Probable reserves may be assigned to areas that are structurally
higher than the proved area if these areas are in communication
with the proved reservoir.
(iii)
Probable reserves
estimates also include potential incremental quantities associated
with a greater percentage recovery of the hydrocarbons in place
than assumed for proved reserves.
(iv)
See also guidelines
in paragraphs (a)(17)(iv) and (a)(17)(vi) of this
section.
(19)
Probabilistic estimate. The
method of estimation of reserves or resources is called
probabilistic when the full range of values that could reasonably
occur for each unknown parameter (from the geoscience and
engineering data) is used to generate a full range of possible
outcomes and their associated probabilities of
occurrence.
(20)
Production
costs.
(i)
Costs incurred to
operate and maintain wells and related equipment and facilities,
including depreciation and applicable operating costs of support
equipment and facilities and other costs of operating and
maintaining those wells and related equipment and facilities. They
become part of the cost of oil and gas produced. Examples of
production costs (sometimes called lifting costs) are:
(A)
Costs of labor to
operate the wells and related equipment and
facilities.
(B)
Repairs and
maintenance.
(C)
Materials,
supplies, and fuel consumed and supplies utilized in operating the
wells and related equipment and facilities.
Definitions - Page
4 of
7
DEFINITIONS OF OIL AND GAS RESERVES
Adapted
from U.S. Securities and Exchange Commission Regulation S-X Section
210.4-10(a)
(D)
Property taxes and
insurance applicable to proved properties and wells and related
equipment and facilities.
(E)
Severance
taxes.
(ii)
Some support
equipment or facilities may serve two or more oil and gas producing
activities and may also serve transportation, refining, and
marketing activities. To the extent that the support equipment and
facilities are used in oil and gas producing activities, their
depreciation and applicable operating costs become exploration,
development or production costs, as appropriate. Depreciation,
depletion, and amortization of capitalized acquisition,
exploration, and development costs are not production costs but
also become part of the cost of oil and gas produced along with
production (lifting) costs identified above.
(21)
Proved area. The part of a
property to which proved reserves have been specifically
attributed.
(22)
Proved oil and gas
reserves.
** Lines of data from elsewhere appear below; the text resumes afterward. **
//! Tests for admin escape hatches and award burning.

mod common;

use common::*;
use strictly_wager::{AwardRegistry, Currency, EngineConfig, EngineError, Outcome};

#[test]
fn test_admin_force_draw_in_progress_match() {
    let (mut engine, id) = started();
    play(&mut engine, &[0, 4]);

    assert_eq!(engine.admin_force_draw(&p1()), Err(EngineError::Unauthorized));
    assert!(engine.admin_force_draw(&admin()).unwrap());

    assert_eq!(engine.player_count(), 0);
    assert_eq!(engine.match_winner(id).unwrap(), Outcome::Draw);
    assert!(engine.claim_draw(&p1(), id).unwrap());
    assert!(engine.claim_draw(&p2(), id).unwrap());
    assert_eq!(balance(&engine, Currency::Native, &p1()), FUNDS - STAKE / 2);
}

#[test]
fn test_lobby_rejects_third_and_repeat_players() {
    let mut engine = funded_engine(EngineConfig::default());
    engine.buy_in(&p1(), STAKE, Currency::Native).unwrap();
    assert_eq!(
        engine.buy_in(&p1(), STAKE, Currency::Native),
        Err(EngineError::Unauthorized)
    );
    engine.buy_in(&p2(), STAKE, Currency::Native).unwrap();
    assert_eq!(
        engine.buy_in(&p3(), STAKE, Currency::Native),
        Err(EngineError::TooManyPlayers)
    );
    assert_eq!(balance(&engine, Currency::Native, &p3()), FUNDS);
}

#[test]
fn test_start_needs_two_players_and_a_stakeholder() {
    let mut engine = funded_engine(EngineConfig::default());
    assert_eq!(engine.start_match(&admin()), Err(EngineError::NotEnoughPlayers));
    setup_game(&mut engine);
    assert_eq!(engine.start_match(&p3()), Err(EngineError::Unauthorized));
    assert_eq!(engine.start_match(&p2()), Ok(1));
}

#[test]
fn test_winner_burns_award() {
    let (mut engine, id) = started();
    play(&mut engine, &DIAGONAL_WIN);
    engine.claim(&p1(), id).unwrap();

    assert_eq!(engine.burn_award(&p2(), id), Err(EngineError::Unauthorized));
    assert_eq!(engine.burn_award(&p1(), 42), Err(EngineError::UnknownMatch(42)));
    assert!(engine.burn_award(&p1(), id).unwrap());

    assert_eq!(engine.awards().owner_of(id), None);
    assert!(engine.match_record(id).unwrap().nft_owner().is_none());
    assert_eq!(engine.burn_award(&p1(), id), Err(EngineError::UnknownMatch(id)));
}

#[test]
fn test_drawn_match_has_no_award() {
    let (mut engine, id) = started();
    play(&mut engine, &DRAW);
    assert_eq!(engine.awards().owner_of(id), None);
    assert_eq!(engine.burn_award(&p1(), id), Err(EngineError::UnknownMatch(id)));
}

#[test]
fn test_fee_info_reference_deployment() {
    let engine = funded_engine(EngineConfig::default());
    let info = engine.fee_info();
    assert_eq!(*info.creator_cut(), 500_000);
    assert_eq!(*info.match_cut(), 500_000);
    assert_eq!(*info.creators()[0].percent(), 100);
    assert_eq!(info.creators()[0].name(), "DeOrganized");
    assert_eq!(info.creators()[0].address(), &creator());
    assert_eq!(engine.creator_cut(), 500_000);
}

#[test]
fn test_current_state_after_start() {
    let (engine, id) = started();
    let state = engine.current_game_state();
    assert_eq!(state.active_player().as_ref(), Some(&p1()));
    assert_eq!(*state.turn_number(), 0);
    assert!(*state.match_in_progress());
    assert_eq!(*state.current_match_id(), Some(id));
    assert!(state.board().squares().iter().all(Option::is_none));
}
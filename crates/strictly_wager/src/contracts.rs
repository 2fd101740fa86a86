//! Contract-based validation for match transitions.
//!
//! Contracts define correctness through preconditions and postconditions.
//! Each precondition is a named struct; composites fix the order in which
//! they run, which is also the order in which callers see failures.

use crate::action::{Bomb, Turn};
use crate::error::EngineError;
use crate::game::Match;
use crate::invariants::{InvariantSet, MatchInvariants};
use tracing::{instrument, warn};

// ─────────────────────────────────────────────────────────────
//  Contract Trait
// ─────────────────────────────────────────────────────────────

/// A contract defines preconditions and postconditions for state transitions.
///
/// - Precondition: {P(state, action)} - must hold before applying action
/// - Postcondition: {Q(before, after)} - must hold after applying action
pub trait Contract<S, A> {
    /// Checks preconditions before applying the action.
    fn pre(state: &S, action: &A) -> Result<(), EngineError>;

    /// Checks postconditions after applying the action.
    fn post(before: &S, after: &S) -> Result<(), EngineError>;
}

// ─────────────────────────────────────────────────────────────
//  Shared Preconditions
// ─────────────────────────────────────────────────────────────

/// Precondition: The match must still accept actions.
pub struct MatchIsLive;

impl MatchIsLive {
    /// Fails with [`EngineError::MatchOver`] on a decided match.
    #[instrument(skip(game), fields(match_id = game.id()))]
    pub fn check(game: &Match) -> Result<(), EngineError> {
        if game.is_live() {
            Ok(())
        } else {
            warn!(outcome = %game.outcome(), "Action on finished match");
            Err(EngineError::MatchOver)
        }
    }
}

/// Precondition: The target square must exist.
pub struct SquareInBounds;

impl SquareInBounds {
    /// Fails with [`EngineError::OutOfBounds`] for squares past 8.
    #[instrument]
    pub fn check(square: u8) -> Result<(), EngineError> {
        if crate::position::Position::from_square(square).is_some() {
            Ok(())
        } else {
            Err(EngineError::OutOfBounds(square))
        }
    }
}

// ─────────────────────────────────────────────────────────────
//  Turn Preconditions
// ─────────────────────────────────────────────────────────────

/// Precondition: The claimed seat is the active one and belongs to the caller.
pub struct PlayersTurn;

impl PlayersTurn {
    /// Fails with [`EngineError::OutOfTurn`].
    #[instrument(skip(game, turn), fields(seat = turn.player_number()))]
    pub fn check(turn: &Turn, game: &Match) -> Result<(), EngineError> {
        match turn.seat() {
            Some(seat) if seat == *game.active_player() && game.player(seat) == turn.caller() => {
                Ok(())
            }
            _ => {
                warn!(
                    caller = %turn.caller(),
                    active = %game.active_player(),
                    "Turn submitted out of turn"
                );
                Err(EngineError::OutOfTurn)
            }
        }
    }
}

/// Precondition: The caller's turn number matches the counter.
pub struct TurnTokenMatches;

impl TurnTokenMatches {
    /// Fails with [`EngineError::OutOfTurn`] on a stale or future token.
    #[instrument(skip(game, turn))]
    pub fn check(turn: &Turn, game: &Match) -> Result<(), EngineError> {
        if turn.turn_number() == game.turn() {
            Ok(())
        } else {
            warn!(
                submitted = turn.turn_number(),
                expected = game.turn(),
                "Turn number mismatch"
            );
            Err(EngineError::OutOfTurn)
        }
    }
}

/// Precondition: The target square is free.
pub struct SquareIsEmpty;

impl SquareIsEmpty {
    /// Fails with [`EngineError::SquareOccupied`].
    #[instrument(skip(game))]
    pub fn check(square: u8, game: &Match) -> Result<(), EngineError> {
        let position =
            crate::position::Position::from_square(square).ok_or(EngineError::OutOfBounds(square))?;
        if game.board().is_empty(position) {
            Ok(())
        } else {
            Err(EngineError::SquareOccupied(position))
        }
    }
}

/// Composite precondition for turns.
pub struct LegalTurn;

impl LegalTurn {
    /// Validates all preconditions for a turn, in reporting order.
    #[instrument(skip(turn, game))]
    pub fn check(turn: &Turn, game: &Match) -> Result<(), EngineError> {
        MatchIsLive::check(game)?;
        SquareInBounds::check(*turn.square())?;
        PlayersTurn::check(turn, game)?;
        TurnTokenMatches::check(turn, game)?;
        SquareIsEmpty::check(*turn.square(), game)?;
        Ok(())
    }
}

// ─────────────────────────────────────────────────────────────
//  Bomb Preconditions
// ─────────────────────────────────────────────────────────────

/// Precondition: The caller plays in this match.
pub struct CallerIsParticipant;

impl CallerIsParticipant {
    /// Fails with [`EngineError::Unauthorized`].
    #[instrument(skip(game, bomb), fields(caller = %bomb.caller()))]
    pub fn check(bomb: &Bomb, game: &Match) -> Result<(), EngineError> {
        if game.player_number_of(bomb.caller()).is_some() {
            Ok(())
        } else {
            warn!("Bomb from non-participant");
            Err(EngineError::Unauthorized)
        }
    }
}

/// Precondition: The bombed square holds a mark.
pub struct SquareIsOccupied;

impl SquareIsOccupied {
    /// Fails with [`EngineError::SquareEmpty`].
    #[instrument(skip(game))]
    pub fn check(square: u8, game: &Match) -> Result<(), EngineError> {
        let position =
            crate::position::Position::from_square(square).ok_or(EngineError::OutOfBounds(square))?;
        if game.board().is_empty(position) {
            Err(EngineError::SquareEmpty(position))
        } else {
            Ok(())
        }
    }
}

/// Precondition: The shared bomb counter is not exhausted.
pub struct BombsRemain;

impl BombsRemain {
    /// Fails with [`EngineError::NoBombsRemaining`].
    #[instrument(skip(game), fields(remaining = game.bombs_remaining()))]
    pub fn check(game: &Match) -> Result<(), EngineError> {
        if *game.bombs_remaining() > 0 {
            Ok(())
        } else {
            Err(EngineError::NoBombsRemaining)
        }
    }
}

/// Composite precondition for bombs.
pub struct LegalBomb;

impl LegalBomb {
    /// Validates all preconditions for a bomb, in reporting order.
    #[instrument(skip(bomb, game))]
    pub fn check(bomb: &Bomb, game: &Match) -> Result<(), EngineError> {
        MatchIsLive::check(game)?;
        SquareInBounds::check(*bomb.square())?;
        CallerIsParticipant::check(bomb, game)?;
        SquareIsOccupied::check(*bomb.square(), game)?;
        BombsRemain::check(game)?;
        Ok(())
    }
}

// ─────────────────────────────────────────────────────────────
//  Contracts (Pre + Post)
// ─────────────────────────────────────────────────────────────

fn check_invariants(after: &Match) -> Result<(), EngineError> {
    MatchInvariants::check_all(after).map_err(|violations| {
        let descriptions = violations
            .iter()
            .map(|v| v.description.as_str())
            .collect::<Vec<_>>()
            .join("; ");
        EngineError::InvariantViolation(format!("Postcondition failed: {}", descriptions))
    })
}

/// Contract for turns.
///
/// Postconditions: exactly one more mark, counter advanced by one, plus the
/// match invariants.
pub struct TurnContract;

impl Contract<Match, Turn> for TurnContract {
    fn pre(game: &Match, action: &Turn) -> Result<(), EngineError> {
        LegalTurn::check(action, game)
    }

    fn post(before: &Match, after: &Match) -> Result<(), EngineError> {
        if *after.turn() != before.turn() + 1 {
            return Err(EngineError::InvariantViolation(
                "Turn counter must advance by exactly one".to_string(),
            ));
        }
        if after.board().occupied() != before.board().occupied() + 1 {
            return Err(EngineError::InvariantViolation(
                "A turn must add exactly one mark".to_string(),
            ));
        }
        check_invariants(after)
    }
}

/// Contract for bombs.
///
/// Postconditions: exactly one mark fewer, counter untouched, plus the match
/// invariants.
pub struct BombContract;

impl Contract<Match, Bomb> for BombContract {
    fn pre(game: &Match, action: &Bomb) -> Result<(), EngineError> {
        LegalBomb::check(action, game)
    }

    fn post(before: &Match, after: &Match) -> Result<(), EngineError> {
        if after.turn() != before.turn() || after.active_player() != before.active_player() {
            return Err(EngineError::InvariantViolation(
                "A bomb must not consume a turn".to_string(),
            ));
        }
        if after.board().occupied() + 1 != before.board().occupied() {
            return Err(EngineError::InvariantViolation(
                "A bomb must remove exactly one mark".to_string(),
            ));
        }
        check_invariants(after)
    }
}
Proved oil and gas reserves are those quantities
of oil and gas, which, by analysis of geoscience and engineering
data, can be estimated with reasonable certainty to be economically
producible—from a given date forward, from known reservoirs,
and under existing economic conditions, operating methods, and
government regulations—prior to the time at which contracts
providing the right to operate expire, unless evidence indicates
that renewal is reasonably certain, regardless of whether
deterministic or probabilistic methods are used for the estimation.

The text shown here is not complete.